▸ **Description of the task**:
A verbatim copy of the line containing "fn print_list(title: &str, items: &[String])" and all lines after it, up to and including the final line of the records, is the only acceptable output.

▸ **Extracted entries**:
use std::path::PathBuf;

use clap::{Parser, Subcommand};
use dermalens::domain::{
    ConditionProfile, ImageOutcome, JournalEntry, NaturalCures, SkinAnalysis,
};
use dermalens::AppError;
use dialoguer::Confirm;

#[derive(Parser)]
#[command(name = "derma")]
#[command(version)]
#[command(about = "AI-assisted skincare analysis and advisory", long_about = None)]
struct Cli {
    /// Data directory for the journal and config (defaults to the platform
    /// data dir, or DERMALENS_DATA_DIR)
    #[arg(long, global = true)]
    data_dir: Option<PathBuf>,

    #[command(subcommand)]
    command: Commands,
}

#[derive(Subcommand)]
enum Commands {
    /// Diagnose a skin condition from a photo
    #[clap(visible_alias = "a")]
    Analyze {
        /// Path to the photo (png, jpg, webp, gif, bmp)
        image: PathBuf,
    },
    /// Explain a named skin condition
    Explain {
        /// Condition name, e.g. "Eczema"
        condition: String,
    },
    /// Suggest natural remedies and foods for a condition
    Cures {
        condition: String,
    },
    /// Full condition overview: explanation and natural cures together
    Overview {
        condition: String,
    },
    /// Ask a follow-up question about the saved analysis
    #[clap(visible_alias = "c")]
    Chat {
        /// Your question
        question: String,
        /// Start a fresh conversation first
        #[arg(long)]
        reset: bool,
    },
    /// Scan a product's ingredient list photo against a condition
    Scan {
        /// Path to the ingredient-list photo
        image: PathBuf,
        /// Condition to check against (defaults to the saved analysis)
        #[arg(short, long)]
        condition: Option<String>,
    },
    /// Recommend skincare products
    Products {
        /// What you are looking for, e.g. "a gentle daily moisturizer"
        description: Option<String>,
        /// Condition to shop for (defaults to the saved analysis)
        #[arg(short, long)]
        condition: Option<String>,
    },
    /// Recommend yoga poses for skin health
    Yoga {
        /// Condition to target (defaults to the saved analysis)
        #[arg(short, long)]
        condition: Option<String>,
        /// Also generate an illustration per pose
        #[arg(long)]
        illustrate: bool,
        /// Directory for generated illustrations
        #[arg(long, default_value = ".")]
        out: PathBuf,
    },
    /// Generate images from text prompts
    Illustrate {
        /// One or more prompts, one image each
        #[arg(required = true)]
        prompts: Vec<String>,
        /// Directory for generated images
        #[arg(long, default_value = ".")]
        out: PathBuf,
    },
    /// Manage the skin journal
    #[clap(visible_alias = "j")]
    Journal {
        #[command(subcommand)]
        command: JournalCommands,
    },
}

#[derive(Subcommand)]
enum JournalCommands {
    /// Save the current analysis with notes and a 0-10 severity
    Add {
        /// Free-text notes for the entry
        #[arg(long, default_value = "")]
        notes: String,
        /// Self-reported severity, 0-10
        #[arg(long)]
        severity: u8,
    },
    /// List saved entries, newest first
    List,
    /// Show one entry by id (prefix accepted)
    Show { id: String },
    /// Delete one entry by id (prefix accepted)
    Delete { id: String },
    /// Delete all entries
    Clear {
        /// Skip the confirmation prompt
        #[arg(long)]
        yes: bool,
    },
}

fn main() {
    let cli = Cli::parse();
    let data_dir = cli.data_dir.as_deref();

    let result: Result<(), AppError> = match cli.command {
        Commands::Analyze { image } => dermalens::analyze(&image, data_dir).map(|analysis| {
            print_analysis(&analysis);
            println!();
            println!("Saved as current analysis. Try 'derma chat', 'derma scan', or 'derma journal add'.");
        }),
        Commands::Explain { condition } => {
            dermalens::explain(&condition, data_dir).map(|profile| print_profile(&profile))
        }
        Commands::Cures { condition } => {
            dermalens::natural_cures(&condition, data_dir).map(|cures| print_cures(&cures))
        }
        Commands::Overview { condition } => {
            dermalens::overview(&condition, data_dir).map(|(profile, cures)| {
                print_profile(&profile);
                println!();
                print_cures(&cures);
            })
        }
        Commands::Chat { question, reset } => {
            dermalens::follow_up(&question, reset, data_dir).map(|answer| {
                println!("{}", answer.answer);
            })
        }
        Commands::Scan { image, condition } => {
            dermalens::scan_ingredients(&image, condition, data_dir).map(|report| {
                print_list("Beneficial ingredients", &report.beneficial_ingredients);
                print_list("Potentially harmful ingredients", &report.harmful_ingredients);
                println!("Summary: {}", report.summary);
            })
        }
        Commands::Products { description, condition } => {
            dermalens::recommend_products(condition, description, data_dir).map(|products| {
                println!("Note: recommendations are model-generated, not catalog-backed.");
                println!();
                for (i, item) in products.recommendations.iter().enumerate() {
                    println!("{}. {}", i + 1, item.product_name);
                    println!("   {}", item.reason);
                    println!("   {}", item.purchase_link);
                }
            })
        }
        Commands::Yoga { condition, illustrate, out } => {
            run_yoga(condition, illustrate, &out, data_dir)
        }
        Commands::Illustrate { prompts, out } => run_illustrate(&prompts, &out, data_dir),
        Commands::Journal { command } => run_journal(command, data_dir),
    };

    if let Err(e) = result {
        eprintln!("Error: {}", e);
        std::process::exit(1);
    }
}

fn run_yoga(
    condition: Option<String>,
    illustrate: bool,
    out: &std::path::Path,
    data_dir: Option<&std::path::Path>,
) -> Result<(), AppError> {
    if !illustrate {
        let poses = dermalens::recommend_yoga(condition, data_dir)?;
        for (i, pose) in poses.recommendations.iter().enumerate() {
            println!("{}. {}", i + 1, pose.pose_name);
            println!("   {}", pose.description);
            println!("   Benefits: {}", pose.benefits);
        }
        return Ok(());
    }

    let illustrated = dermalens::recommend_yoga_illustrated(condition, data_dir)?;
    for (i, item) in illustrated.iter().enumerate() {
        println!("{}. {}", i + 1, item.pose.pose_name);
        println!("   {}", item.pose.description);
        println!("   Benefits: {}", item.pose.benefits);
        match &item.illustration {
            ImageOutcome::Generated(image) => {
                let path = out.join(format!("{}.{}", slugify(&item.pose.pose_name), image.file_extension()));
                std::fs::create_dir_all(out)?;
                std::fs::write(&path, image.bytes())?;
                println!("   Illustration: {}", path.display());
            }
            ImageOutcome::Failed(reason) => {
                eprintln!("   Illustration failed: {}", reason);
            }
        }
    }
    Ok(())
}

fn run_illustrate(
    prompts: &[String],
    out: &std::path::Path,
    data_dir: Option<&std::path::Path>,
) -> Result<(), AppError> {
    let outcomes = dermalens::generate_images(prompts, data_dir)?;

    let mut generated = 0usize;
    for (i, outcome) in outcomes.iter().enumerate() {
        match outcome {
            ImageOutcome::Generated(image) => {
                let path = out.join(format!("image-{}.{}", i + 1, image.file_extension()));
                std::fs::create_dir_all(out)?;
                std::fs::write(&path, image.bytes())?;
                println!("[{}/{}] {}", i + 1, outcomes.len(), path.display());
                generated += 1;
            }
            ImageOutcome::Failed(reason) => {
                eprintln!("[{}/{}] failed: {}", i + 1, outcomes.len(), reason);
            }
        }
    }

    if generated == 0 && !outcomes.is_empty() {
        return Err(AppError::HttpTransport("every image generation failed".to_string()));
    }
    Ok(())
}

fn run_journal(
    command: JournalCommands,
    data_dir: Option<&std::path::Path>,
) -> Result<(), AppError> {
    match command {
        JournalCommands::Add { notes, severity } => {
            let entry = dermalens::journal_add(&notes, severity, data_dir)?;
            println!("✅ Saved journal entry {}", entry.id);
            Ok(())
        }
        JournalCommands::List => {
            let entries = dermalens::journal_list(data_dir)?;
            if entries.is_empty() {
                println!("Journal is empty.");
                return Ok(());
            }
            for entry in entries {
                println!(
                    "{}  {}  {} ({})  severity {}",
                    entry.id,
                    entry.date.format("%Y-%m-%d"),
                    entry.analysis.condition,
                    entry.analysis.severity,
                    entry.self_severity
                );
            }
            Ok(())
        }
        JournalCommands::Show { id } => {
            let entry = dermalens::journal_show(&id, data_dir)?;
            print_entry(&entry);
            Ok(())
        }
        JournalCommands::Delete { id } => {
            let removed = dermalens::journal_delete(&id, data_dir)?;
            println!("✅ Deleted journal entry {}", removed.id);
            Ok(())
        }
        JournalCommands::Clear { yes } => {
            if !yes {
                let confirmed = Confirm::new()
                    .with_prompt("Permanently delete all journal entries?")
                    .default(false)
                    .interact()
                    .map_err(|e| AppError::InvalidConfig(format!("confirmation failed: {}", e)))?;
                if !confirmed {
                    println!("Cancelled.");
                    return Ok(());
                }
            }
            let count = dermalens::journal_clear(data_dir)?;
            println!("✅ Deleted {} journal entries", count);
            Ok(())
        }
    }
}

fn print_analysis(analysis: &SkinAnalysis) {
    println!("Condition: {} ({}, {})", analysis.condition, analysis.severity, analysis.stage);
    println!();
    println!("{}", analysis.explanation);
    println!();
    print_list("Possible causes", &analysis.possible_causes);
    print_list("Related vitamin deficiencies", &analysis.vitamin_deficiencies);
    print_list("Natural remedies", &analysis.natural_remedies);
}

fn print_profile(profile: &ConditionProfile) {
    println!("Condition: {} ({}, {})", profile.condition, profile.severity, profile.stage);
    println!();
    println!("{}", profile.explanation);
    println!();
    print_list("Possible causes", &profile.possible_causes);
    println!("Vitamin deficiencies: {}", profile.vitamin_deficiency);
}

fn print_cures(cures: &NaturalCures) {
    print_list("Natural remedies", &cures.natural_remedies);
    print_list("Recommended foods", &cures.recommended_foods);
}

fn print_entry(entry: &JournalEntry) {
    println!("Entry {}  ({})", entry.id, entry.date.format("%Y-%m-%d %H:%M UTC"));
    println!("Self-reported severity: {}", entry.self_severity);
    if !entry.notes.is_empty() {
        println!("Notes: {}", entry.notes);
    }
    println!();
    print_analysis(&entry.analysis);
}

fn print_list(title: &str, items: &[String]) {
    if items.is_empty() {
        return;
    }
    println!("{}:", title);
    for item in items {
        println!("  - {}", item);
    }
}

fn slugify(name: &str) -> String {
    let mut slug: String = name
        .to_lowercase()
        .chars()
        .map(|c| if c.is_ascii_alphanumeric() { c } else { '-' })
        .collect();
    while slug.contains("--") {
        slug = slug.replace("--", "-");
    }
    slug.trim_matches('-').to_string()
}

▸ **Written solution**:
fn print_list(title: &str, items: &[String]) {
    if items.is_empty() {
        return;
    }
    println!("{}:", title);
    for item in items {
        println!("  - {}", item);
    }
}

fn slugify(name: &str) -> String {
    let mut slug: String = name
        .to_lowercase()
        .chars()
        .map(|c| if c.is_ascii_alphanumeric() { c } else { '-' })
        .collect();
    while slug.contains("--") {
        slug = slug.replace("--", "-");
    }
    slug.trim_matches('-').to_string()
}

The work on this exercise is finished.